SOURCE MATERIAL:
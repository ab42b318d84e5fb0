//! Work directory: the on-disk home of one visualisation.
//!
//! ```text
//! <work_dir>/
//!   config.json     title, user map, projects, repo locations
//!   events.stream   one JSON event per line, sorted by timestamp
//!   avatars/        <author>.jpg, served to the renderer
//! ```

use std::collections::{BTreeMap, BTreeSet};
use std::path::{Path, PathBuf};

use gitswarm_types::{InfoPayload, ProjectInfo};
use serde::{Deserialize, Serialize};

/// Name of the work directory configuration file.
pub const CONFIG_FILE: &str = "config.json";

/// Name of the event log.
pub const EVENTS_FILE: &str = "events.stream";

/// Name of the avatar directory.
pub const AVATARS_DIR: &str = "avatars";

/// Errors opening a work directory.
#[derive(Debug, thiserror::Error)]
pub enum WorkDirError {
    /// The path does not exist.
    #[error("path {path} does not exist")]
    Missing {
        /// The offending path.
        path: PathBuf,
    },

    /// The path is not a directory.
    #[error("path {path} is not a directory")]
    NotADirectory {
        /// The offending path.
        path: PathBuf,
    },

    /// `config.json` could not be read.
    #[error("failed to read {path}: {source}")]
    Io {
        /// Path of the config file.
        path: PathBuf,
        /// The underlying I/O error.
        source: std::io::Error,
    },

    /// `config.json` is not valid.
    #[error("failed to parse {path}: {source}")]
    Json {
        /// Path of the config file.
        path: PathBuf,
        /// The underlying JSON error.
        source: serde_json::Error,
    },
}

/// One project and the repositories that feed it.
#[derive(Debug, Clone, PartialEq, Eq, Serialize, Deserialize)]
pub struct ProjectConfig {
    /// Project name used in events.
    pub name: String,
    /// CSS colour.
    pub color: String,
    /// Repositories as `owner/name`.
    #[serde(default)]
    pub repos: Vec<String>,
}

/// Contents of `config.json`.
#[derive(Debug, Clone, Default, PartialEq, Eq, Serialize, Deserialize)]
#[serde(rename_all = "camelCase")]
pub struct WorkDirConfig {
    /// Title shown by the renderer.
    #[serde(default)]
    pub title: String,
    /// Git identity (email) to display name.
    #[serde(default)]
    pub user_map: BTreeMap<String, String>,
    /// Configured projects.
    #[serde(default)]
    pub projects: Vec<ProjectConfig>,
    /// Directories searched for repository checkouts, first one receives clones.
    #[serde(default)]
    pub repos_dirs: Vec<PathBuf>,
    /// Changed paths containing any of these substrings are ignored.
    #[serde(default)]
    pub ignore_if_containing: Vec<String>,
}

/// An opened, validated work directory.
#[derive(Debug, Clone)]
pub struct WorkDir {
    root: PathBuf,
    config: WorkDirConfig,
}

impl WorkDir {
    /// Validate `root` and load its `config.json`.
    pub fn open(root: &Path) -> Result<Self, WorkDirError> {
        if !root.exists() {
            return Err(WorkDirError::Missing {
                path: root.to_path_buf(),
            });
        }
        if !root.is_dir() {
            return Err(WorkDirError::NotADirectory {
                path: root.to_path_buf(),
            });
        }
        let path = root.join(CONFIG_FILE);
        let text = std::fs::read_to_string(&path).map_err(|source| WorkDirError::Io {
            path: path.clone(),
            source,
        })?;
        let config = serde_json::from_str(&text).map_err(|source| WorkDirError::Json { path, source })?;
        Ok(Self {
            root: root.to_path_buf(),
            config,
        })
    }

    /// The directory itself.
    pub fn root(&self) -> &Path {
        &self.root
    }

    /// The parsed `config.json`.
    pub const fn config(&self) -> &WorkDirConfig {
        &self.config
    }

    /// Path of the event log.
    pub fn events_path(&self) -> PathBuf {
        self.root.join(EVENTS_FILE)
    }

    /// Path of the avatar directory.
    pub fn avatars_path(&self) -> PathBuf {
        self.root.join(AVATARS_DIR)
    }

    /// Run metadata for the renderer.
    pub fn info(&self) -> InfoPayload {
        let authors: BTreeSet<&String> = self.config.user_map.values().collect();
        InfoPayload {
            title: self.config.title.clone(),
            authors: authors.into_iter().cloned().collect(),
            projects: self
                .config
                .projects
                .iter()
                .map(|p| ProjectInfo {
                    name: p.name.clone(),
                    color: p.color.clone(),
                })
                .collect(),
        }
    }
}

#[cfg(test)]
#[allow(clippy::unwrap_used, clippy::indexing_slicing)]
mod tests {
    use super::*;

    const CONFIG: &str = r##"{
        "title": "Open source at Example",
        "userMap": {
            "ada@example.com": "ada",
            "ada@home.example": "ada",
            "bob@example.com": "bob"
        },
        "projects": [
            {"name": "core", "color": "#ff0000", "repos": ["example/core", "example/core-extras"]},
            {"name": "web", "color": "#00ff00", "repos": ["example/web"]}
        ],
        "reposDirs": ["/srv/repos"],
        "ignoreIfContaining": ["vendor/", ".min.js"]
    }"##;

    fn work_dir(config: &str) -> tempfile::TempDir {
        let dir = tempfile::tempdir().unwrap();
        std::fs::write(dir.path().join(CONFIG_FILE), config).unwrap();
        dir
    }

    #[test]
    fn loads_config_and_builds_info() {
        let dir = work_dir(CONFIG);
        let wd = WorkDir::open(dir.path()).unwrap();

        assert_eq!(wd.config().repos_dirs, vec![PathBuf::from("/srv/repos")]);
        assert_eq!(wd.config().projects[0].repos.len(), 2);
        assert_eq!(wd.events_path(), dir.path().join("events.stream"));
        assert_eq!(wd.avatars_path(), dir.path().join("avatars"));

        let info = wd.info();
        assert_eq!(info.title, "Open source at Example");
        assert_eq!(info.authors, vec!["ada".to_owned(), "bob".to_owned()]);
        assert_eq!(
            info.projects,
            vec![
                ProjectInfo {
                    name: "core".into(),
                    color: "#ff0000".into()
                },
                ProjectInfo {
                    name: "web".into(),
                    color: "#00ff00".into()
                },
            ]
        );
    }

    #[test]
    fn optional_sections_default() {
        let dir = work_dir(r#"{"title": "t"}"#);
        let wd = WorkDir::open(dir.path()).unwrap();
        assert!(wd.config().projects.is_empty());
        assert!(wd.info().authors.is_empty());
    }

    #[test]
    fn rejects_missing_and_non_directories() {
        let dir = tempfile::tempdir().unwrap();
        let missing = dir.path().join("nope");
        assert!(matches!(WorkDir::open(&missing), Err(WorkDirError::Missing { .. })));

        let file = dir.path().join("file");
        std::fs::write(&file, "").unwrap();
        assert!(matches!(WorkDir::open(&file), Err(WorkDirError::NotADirectory { .. })));
    }

    #[test]
    fn reports_missing_or_bad_config() {
        let dir = tempfile::tempdir().unwrap();
        assert!(matches!(WorkDir::open(dir.path()), Err(WorkDirError::Io { .. })));

        let dir = work_dir("{ not json");
        assert!(matches!(WorkDir::open(dir.path()), Err(WorkDirError::Json { .. })));
    }
}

TASK INSTRUCTIONS:
Starting at the line that contains "assert!(wd.config().projects.is_empty());", write out every line through the end of the entries, exactly and with nothing added.

RESULT:
        assert!(wd.config().projects.is_empty());
        assert!(wd.info().authors.is_empty());
    }

    #[test]
    fn rejects_missing_and_non_directories() {
        let dir = tempfile::tempdir().unwrap();
        let missing = dir.path().join("nope");
        assert!(matches!(WorkDir::open(&missing), Err(WorkDirError::Missing { .. })));

        let file = dir.path().join("file");
        std::fs::write(&file, "").unwrap();
        assert!(matches!(WorkDir::open(&file), Err(WorkDirError::NotADirectory { .. })));
    }

    #[test]
    fn reports_missing_or_bad_config() {
        let dir = tempfile::tempdir().unwrap();
        assert!(matches!(WorkDir::open(dir.path()), Err(WorkDirError::Io { .. })));

        let dir = work_dir("{ not json");
        assert!(matches!(WorkDir::open(dir.path()), Err(WorkDirError::Json { .. })));
    }
}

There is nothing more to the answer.